#### [PROBLEM TO WORK ON]
Lines from the first one down to the one containing "let (session, link_events)" in the data below are the only ones needed; please return them exactly, both ends included.

(Saved data entries)
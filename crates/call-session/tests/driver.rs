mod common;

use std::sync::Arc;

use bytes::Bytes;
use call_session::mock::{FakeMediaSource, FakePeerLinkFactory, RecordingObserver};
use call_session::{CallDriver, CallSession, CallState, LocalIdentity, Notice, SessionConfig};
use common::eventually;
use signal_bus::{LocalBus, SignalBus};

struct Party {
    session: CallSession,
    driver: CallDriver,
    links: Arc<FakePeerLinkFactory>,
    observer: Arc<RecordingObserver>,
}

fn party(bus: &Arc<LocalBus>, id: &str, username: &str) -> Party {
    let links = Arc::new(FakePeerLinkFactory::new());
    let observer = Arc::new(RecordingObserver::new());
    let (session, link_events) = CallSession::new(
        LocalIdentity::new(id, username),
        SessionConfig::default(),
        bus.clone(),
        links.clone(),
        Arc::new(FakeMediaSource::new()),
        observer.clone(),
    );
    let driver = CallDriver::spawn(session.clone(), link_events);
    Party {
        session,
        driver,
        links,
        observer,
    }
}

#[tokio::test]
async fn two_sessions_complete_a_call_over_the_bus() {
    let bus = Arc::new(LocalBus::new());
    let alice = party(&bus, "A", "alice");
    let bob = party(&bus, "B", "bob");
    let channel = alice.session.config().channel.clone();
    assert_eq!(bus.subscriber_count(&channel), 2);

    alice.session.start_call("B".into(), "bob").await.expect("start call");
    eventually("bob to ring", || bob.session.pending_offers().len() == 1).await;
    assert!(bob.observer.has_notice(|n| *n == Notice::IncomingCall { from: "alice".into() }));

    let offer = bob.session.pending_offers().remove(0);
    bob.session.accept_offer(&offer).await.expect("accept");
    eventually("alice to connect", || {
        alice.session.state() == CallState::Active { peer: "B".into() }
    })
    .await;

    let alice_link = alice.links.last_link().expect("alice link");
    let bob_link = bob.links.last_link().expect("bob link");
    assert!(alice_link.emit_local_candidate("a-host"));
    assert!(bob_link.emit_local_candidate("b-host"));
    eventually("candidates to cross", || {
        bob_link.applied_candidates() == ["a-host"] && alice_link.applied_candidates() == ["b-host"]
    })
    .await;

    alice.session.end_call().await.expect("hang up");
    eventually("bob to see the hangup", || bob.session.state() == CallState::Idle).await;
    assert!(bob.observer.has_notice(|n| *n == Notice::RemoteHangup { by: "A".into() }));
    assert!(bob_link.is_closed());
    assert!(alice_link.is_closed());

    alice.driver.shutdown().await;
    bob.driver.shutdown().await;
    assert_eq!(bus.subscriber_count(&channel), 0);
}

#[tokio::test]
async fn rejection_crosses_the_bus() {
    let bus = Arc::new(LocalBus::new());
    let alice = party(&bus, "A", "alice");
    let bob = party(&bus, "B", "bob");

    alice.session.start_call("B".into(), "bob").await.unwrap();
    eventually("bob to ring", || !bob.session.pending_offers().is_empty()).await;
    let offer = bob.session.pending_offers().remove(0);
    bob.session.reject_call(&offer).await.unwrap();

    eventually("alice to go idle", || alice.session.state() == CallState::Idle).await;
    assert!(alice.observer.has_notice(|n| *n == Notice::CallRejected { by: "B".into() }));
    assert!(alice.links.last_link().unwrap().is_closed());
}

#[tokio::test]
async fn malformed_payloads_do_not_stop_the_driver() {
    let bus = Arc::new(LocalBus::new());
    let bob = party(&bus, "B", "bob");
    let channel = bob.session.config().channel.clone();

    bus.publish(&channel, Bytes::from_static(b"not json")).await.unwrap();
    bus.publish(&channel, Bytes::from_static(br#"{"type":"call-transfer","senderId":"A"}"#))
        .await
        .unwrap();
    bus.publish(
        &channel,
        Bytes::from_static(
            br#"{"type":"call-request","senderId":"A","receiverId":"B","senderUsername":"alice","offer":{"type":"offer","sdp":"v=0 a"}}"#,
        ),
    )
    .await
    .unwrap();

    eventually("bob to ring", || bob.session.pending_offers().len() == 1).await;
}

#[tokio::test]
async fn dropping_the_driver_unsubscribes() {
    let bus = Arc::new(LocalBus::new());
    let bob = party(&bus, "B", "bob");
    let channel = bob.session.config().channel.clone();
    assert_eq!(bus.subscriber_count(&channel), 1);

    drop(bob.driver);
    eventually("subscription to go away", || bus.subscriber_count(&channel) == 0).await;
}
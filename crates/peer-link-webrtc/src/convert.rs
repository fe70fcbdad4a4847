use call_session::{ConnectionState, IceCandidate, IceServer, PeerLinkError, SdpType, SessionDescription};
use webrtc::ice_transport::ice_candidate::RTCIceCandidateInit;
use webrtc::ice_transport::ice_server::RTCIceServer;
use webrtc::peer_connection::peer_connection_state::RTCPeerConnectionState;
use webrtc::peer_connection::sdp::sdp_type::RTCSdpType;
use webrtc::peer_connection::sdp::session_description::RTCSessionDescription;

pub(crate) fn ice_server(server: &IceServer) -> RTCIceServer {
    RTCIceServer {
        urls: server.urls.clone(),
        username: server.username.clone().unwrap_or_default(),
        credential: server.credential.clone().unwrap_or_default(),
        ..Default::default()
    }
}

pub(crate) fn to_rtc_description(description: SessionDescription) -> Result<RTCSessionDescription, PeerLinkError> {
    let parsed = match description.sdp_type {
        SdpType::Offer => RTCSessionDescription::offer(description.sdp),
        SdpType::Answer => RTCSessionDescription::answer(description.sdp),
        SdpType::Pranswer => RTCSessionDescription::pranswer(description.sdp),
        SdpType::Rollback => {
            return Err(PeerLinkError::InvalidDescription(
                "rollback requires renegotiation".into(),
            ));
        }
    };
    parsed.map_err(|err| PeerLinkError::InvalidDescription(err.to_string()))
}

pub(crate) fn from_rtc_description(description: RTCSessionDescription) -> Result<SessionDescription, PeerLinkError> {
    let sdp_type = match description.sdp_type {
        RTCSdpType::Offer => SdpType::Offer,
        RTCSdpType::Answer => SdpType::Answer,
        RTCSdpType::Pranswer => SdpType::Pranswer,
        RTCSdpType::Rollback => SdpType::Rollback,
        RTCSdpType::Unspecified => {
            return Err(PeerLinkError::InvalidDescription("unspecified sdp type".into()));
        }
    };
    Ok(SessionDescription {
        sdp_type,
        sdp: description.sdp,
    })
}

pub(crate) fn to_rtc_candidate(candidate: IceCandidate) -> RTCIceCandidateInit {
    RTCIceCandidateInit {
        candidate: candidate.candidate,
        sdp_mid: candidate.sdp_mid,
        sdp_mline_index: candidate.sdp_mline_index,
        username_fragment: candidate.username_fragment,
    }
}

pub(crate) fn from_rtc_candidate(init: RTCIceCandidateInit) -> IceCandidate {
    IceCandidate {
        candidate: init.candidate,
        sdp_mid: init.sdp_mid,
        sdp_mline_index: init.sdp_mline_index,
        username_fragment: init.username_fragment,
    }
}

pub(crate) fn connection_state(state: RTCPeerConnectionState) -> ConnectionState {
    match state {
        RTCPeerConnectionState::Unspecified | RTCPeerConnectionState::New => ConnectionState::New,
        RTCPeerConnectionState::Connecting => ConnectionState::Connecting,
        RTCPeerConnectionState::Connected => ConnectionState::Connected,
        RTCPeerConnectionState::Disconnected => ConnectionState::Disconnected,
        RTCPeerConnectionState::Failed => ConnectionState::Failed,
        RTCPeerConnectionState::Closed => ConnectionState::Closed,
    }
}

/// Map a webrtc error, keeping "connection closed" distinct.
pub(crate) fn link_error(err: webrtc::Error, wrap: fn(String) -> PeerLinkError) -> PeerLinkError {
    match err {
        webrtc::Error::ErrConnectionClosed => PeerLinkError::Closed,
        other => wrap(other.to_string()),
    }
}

#### [WRITTEN RESPONSE]
filename crates/call-session/tests/driver.rs
mod common;

use std::sync::Arc;

use bytes::Bytes;
use call_session::mock::{FakeMediaSource, FakePeerLinkFactory, RecordingObserver};
use call_session::{CallDriver, CallSession, CallState, LocalIdentity, Notice, SessionConfig};
use common::eventually;
use signal_bus::{LocalBus, SignalBus};

struct Party {
    session: CallSession,
    driver: CallDriver,
    links: Arc<FakePeerLinkFactory>,
    observer: Arc<RecordingObserver>,
}

fn party(bus: &Arc<LocalBus>, id: &str, username: &str) -> Party {
    let links = Arc::new(FakePeerLinkFactory::new());
    let observer = Arc::new(RecordingObserver::new());
    let (session, link_events) = CallSession::new(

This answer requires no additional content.